Start of Available data

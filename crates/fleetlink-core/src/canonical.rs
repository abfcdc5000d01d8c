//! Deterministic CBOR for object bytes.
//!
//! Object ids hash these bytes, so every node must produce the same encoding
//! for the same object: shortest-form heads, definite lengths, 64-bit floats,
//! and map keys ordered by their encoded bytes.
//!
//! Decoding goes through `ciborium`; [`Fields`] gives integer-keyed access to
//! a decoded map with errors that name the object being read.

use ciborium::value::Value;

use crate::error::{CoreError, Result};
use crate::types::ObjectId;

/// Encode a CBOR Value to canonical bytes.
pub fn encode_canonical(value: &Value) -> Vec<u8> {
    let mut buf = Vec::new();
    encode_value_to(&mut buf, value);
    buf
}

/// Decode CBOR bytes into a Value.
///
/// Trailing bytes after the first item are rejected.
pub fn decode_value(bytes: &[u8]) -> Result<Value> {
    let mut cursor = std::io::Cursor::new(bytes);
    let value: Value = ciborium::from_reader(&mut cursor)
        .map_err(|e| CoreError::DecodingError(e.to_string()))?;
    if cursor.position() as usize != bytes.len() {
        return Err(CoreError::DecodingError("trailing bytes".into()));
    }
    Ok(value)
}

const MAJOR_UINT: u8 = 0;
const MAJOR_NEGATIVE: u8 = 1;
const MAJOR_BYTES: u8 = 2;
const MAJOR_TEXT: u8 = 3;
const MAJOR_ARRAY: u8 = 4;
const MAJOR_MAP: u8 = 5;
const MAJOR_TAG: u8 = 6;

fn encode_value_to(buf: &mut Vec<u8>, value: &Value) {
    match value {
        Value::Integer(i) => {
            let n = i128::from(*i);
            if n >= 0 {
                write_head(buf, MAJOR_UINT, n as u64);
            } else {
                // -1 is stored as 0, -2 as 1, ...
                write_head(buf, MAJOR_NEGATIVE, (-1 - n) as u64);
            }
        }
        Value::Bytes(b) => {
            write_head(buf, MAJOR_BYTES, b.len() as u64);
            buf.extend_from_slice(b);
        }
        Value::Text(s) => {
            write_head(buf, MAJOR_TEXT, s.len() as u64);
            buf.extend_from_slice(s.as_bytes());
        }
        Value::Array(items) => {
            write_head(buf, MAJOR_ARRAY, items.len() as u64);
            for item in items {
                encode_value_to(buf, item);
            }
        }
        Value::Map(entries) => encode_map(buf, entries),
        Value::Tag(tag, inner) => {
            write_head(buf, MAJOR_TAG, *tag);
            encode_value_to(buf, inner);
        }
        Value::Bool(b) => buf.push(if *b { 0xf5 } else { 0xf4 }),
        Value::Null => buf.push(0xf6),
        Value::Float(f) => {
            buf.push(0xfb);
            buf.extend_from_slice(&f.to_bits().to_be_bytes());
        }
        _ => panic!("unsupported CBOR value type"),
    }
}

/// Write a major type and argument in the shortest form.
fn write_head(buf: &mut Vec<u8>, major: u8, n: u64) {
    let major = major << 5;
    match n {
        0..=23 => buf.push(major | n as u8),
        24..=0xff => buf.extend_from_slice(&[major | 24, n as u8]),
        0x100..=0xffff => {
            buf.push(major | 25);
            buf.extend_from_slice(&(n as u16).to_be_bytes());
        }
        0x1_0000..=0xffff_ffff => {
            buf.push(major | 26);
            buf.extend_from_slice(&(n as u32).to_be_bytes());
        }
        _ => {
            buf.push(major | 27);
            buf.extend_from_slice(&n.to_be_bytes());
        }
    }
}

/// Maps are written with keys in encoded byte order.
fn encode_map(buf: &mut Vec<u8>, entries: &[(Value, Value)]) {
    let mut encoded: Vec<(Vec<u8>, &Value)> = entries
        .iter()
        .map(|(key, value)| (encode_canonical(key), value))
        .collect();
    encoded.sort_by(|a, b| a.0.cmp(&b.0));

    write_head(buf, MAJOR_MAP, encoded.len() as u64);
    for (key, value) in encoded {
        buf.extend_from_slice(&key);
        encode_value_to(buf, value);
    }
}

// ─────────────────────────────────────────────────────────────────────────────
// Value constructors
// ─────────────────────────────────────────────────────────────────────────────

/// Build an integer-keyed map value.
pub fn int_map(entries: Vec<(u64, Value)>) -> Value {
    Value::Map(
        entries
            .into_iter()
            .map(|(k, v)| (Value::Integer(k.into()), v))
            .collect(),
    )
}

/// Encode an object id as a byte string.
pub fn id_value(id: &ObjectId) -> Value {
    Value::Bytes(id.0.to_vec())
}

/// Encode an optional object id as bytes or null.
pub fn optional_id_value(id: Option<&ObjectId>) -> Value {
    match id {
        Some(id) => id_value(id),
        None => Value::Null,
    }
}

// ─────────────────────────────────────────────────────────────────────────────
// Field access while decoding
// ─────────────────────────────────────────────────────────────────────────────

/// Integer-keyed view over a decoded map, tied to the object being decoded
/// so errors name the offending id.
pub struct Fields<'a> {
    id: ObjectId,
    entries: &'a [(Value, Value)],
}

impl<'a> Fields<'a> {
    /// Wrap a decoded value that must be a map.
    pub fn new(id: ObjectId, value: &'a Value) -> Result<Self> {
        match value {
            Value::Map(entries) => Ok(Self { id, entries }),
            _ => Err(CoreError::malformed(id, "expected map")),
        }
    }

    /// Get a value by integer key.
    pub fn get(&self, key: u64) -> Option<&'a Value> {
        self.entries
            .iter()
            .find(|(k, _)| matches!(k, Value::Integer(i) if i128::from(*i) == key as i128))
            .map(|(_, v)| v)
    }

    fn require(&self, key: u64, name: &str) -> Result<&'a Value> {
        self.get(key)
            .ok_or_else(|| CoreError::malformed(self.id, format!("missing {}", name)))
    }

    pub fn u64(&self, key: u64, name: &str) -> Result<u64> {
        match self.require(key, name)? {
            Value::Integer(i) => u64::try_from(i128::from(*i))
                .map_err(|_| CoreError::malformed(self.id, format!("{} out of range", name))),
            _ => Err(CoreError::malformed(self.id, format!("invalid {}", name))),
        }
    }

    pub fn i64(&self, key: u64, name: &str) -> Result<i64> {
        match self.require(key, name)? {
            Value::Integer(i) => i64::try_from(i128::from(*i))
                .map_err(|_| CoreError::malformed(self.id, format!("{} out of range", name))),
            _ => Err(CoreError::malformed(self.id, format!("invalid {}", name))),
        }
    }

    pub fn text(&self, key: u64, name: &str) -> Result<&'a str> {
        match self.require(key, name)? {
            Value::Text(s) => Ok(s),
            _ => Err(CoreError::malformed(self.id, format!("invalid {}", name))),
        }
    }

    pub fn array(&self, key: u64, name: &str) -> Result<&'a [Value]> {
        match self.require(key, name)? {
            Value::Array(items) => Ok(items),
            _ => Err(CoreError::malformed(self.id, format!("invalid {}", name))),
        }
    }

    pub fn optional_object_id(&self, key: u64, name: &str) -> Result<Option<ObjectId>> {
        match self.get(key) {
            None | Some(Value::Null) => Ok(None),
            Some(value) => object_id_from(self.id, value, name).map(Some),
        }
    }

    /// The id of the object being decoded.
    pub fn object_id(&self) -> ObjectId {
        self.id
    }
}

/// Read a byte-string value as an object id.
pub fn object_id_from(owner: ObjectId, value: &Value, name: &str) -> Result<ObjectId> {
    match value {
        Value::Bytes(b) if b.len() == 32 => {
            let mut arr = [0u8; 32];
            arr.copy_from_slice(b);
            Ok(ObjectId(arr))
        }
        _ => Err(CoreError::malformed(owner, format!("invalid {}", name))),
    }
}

End of Available data

== Brief ==
Print exactly the lines from the beginning of the entries through the line with "object being read.". Output nothing more.

== Answer space ==
filename crates/fleetlink-core/src/canonical.rs
repository abfcdc5000d01d8c
//! Deterministic CBOR for object bytes.
//!
//! Object ids hash these bytes, so every node must produce the same encoding
//! for the same object: shortest-form heads, definite lengths, 64-bit floats,
//! and map keys ordered by their encoded bytes.
//!
//! Decoding goes through `ciborium`; [`Fields`] gives integer-keyed access to
//! a decoded map with errors that name the object being read.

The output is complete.